用于基于吸光度的核提取物或纯化酶中总m⁶A去甲基酶活性/抑制的测量，关键点：1、检测多种物种中的m⁶A RNA去甲基化酶活性/抑制分析检测（哺乳动物、植物、真菌和细菌）；2、使用m⁶A抗体的比色ELISA样测定；3、检出限低至2 μg 核提取物和50 ng纯化的酶。

3）RNA甲基化测序（MeRIP）

MeRIP-Seq （methylated RNA immunoprecipitation sequencing）结合RNA-蛋白免疫共沉淀和高通量测序技术，可实现全转录组水平上RNA甲基化分析。
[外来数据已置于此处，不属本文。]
//! Scope timing. Every `ScopeTimer` logs its duration at debug level, and while a
//! trace session is open it is also recorded as a complete ("X") event of the
//! Chrome trace format, loadable in `chrome://tracing` or Perfetto.

use std::collections::BTreeMap;
use std::fs::File;
use std::io::BufWriter;
use std::path::{Path, PathBuf};
use std::sync::atomic::{AtomicU32, Ordering};
use std::sync::Mutex;
use std::time::{Duration, Instant};

use serde::{Deserialize, Serialize};

use crate::error::ProfileError;

/// One timed scope, times in microseconds since the session began.
#[derive(Debug, Clone, PartialEq, Serialize, Deserialize)]
pub struct TraceEvent {
    pub cat: String,
    pub dur: u64,
    pub name: String,
    pub ph: String,
    pub pid: u32,
    pub tid: u32,
    pub ts: u64,
}

/// Layout of the written trace file.
#[derive(Debug, Clone, Default, PartialEq, Serialize, Deserialize)]
#[serde(rename_all = "camelCase")]
pub struct TraceFile {
    pub other_data: BTreeMap<String, String>,
    pub trace_events: Vec<TraceEvent>,
}

struct Session {
    name: String,
    path: PathBuf,
    start: Instant,
    events: Vec<TraceEvent>,
}

static SESSION: Mutex<Option<Session>> = Mutex::new(None);
static NEXT_THREAD: AtomicU32 = AtomicU32::new(0);

thread_local! {
    static THREAD_ID: u32 = NEXT_THREAD.fetch_add(1, Ordering::Relaxed);
}

fn session() -> std::sync::MutexGuard<'static, Option<Session>> {
    // A timer that panicked mid-record leaves nothing half-written worth dropping.
    return SESSION.lock().unwrap_or_else(|poisoned| poisoned.into_inner());
}

/// Starts collecting scopes for a trace written to `path` by `end_session`.
/// An already open session is discarded.
pub fn begin_session(name: &str, path: impl AsRef<Path>) {
    let previous = session().replace(Session {
        name: name.to_string(),
        path: path.as_ref().to_owned(),
        start: Instant::now(),
        events: Vec::new(),
    });
    if let Some(previous) = previous {
        log::warn!(
            "trace session '{}' replaced before it was written",
            previous.name
        );
    }
}

/// Writes the open session to its file and closes it. Returns the path written,
/// `None` when no session was open.
pub fn end_session() -> Result<Option<PathBuf>, ProfileError> {
    let Some(finished) = session().take() else {
        return Ok(None);
    };
    let trace = TraceFile {
        other_data: BTreeMap::new(),
        trace_events: finished.events,
    };
    let file = File::create(&finished.path).map_err(|source| ProfileError::Io {
        path: finished.path.clone(),
        source,
    })?;
    serde_json::to_writer(BufWriter::new(file), &trace)?;
    log::info!(
        "trace '{}' with {} scopes written to {}",
        finished.name,
        trace.trace_events.len(),
        finished.path.display()
    );
    return Ok(Some(finished.path));
}

/// Logs how long a scope took at debug level when dropped.
///
/// ```
/// let _timer = soft_rasterizer::profile::ScopeTimer::new("draw");
/// ```
#[derive(Debug)]
pub struct ScopeTimer {
    name: &'static str,
    start: Instant,
}

impl ScopeTimer {
    pub fn new(name: &'static str) -> Self {
        return Self {
            name,
            start: Instant::now(),
        };
    }

    pub fn name(&self) -> &'static str {
        return self.name;
    }

    pub fn elapsed(&self) -> Duration {
        return self.start.elapsed();
    }
}

impl Drop for ScopeTimer {
    fn drop(&mut self) {
        let elapsed = self.elapsed();
        log::debug!("{} took {:.3} ms", self.name, elapsed.as_secs_f64() * 1000.0);

        if let Some(open) = session().as_mut() {
            open.events.push(TraceEvent {
                cat: "function".to_string(),
                dur: elapsed.as_micros() as u64,
                name: self.name.to_string(),
                ph: "X".to_string(),
                pid: 0,
                tid: THREAD_ID.with(|id| *id),
                ts: self.start.saturating_duration_since(open.start).as_micros() as u64,
            });
        }
    }
}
由于甲基化修饰约占所有RNA修饰的60%以上，而N6-甲基腺嘌呤（N6-methyladenosine，m⁶A），作为最常见的一种转录后修饰，介导了超过80%的RNA甲基化。基于MeRIP-Seq分析RNA甲基化模式，加速了癌症发生和转移、胚胎发育、脂类代谢、环状RNA翻译和DNA损伤修复等生物学功能和作用机制的研究。锐博生物利用单克隆抗体抓取存在m6A修饰的RNA片段，结合高通量测序，实现转录组学范围内的m6A peak检测与motif分析。

4）Dot blotting

使用Dot blotting检测mRNA中m⁶A甲基化总体水平的方法相对简单、快速且成本较低。第一步是总RNA的提取。第二步Dot blotting，将2 μl的mRNA直接转移至经核酸优化的尼龙薄膜上。用抗m⁶A的抗体孵育薄膜。用二抗在室温下孵育尼龙薄膜。在黑暗室温下，用超薄膜ECL进行曝光，以获得适当的曝光时间，最后显影观察。

5）MeRIP-qPCR

MeRIP-qPCR即m6A-IP-qPCR，即利用m⁶A抗体在富集到带甲基化修饰的RNA后，下一步使用qPCR直接对富集到的RNA进行定量的一种技术。这种技术可以做到对发生甲基化的RNA进行相对定量，是一种低成本的检测方法，仅需m⁶A抗体，A/G免疫磁珠，磁力架和qPCR仪及配套试剂盒即可开展这类实验。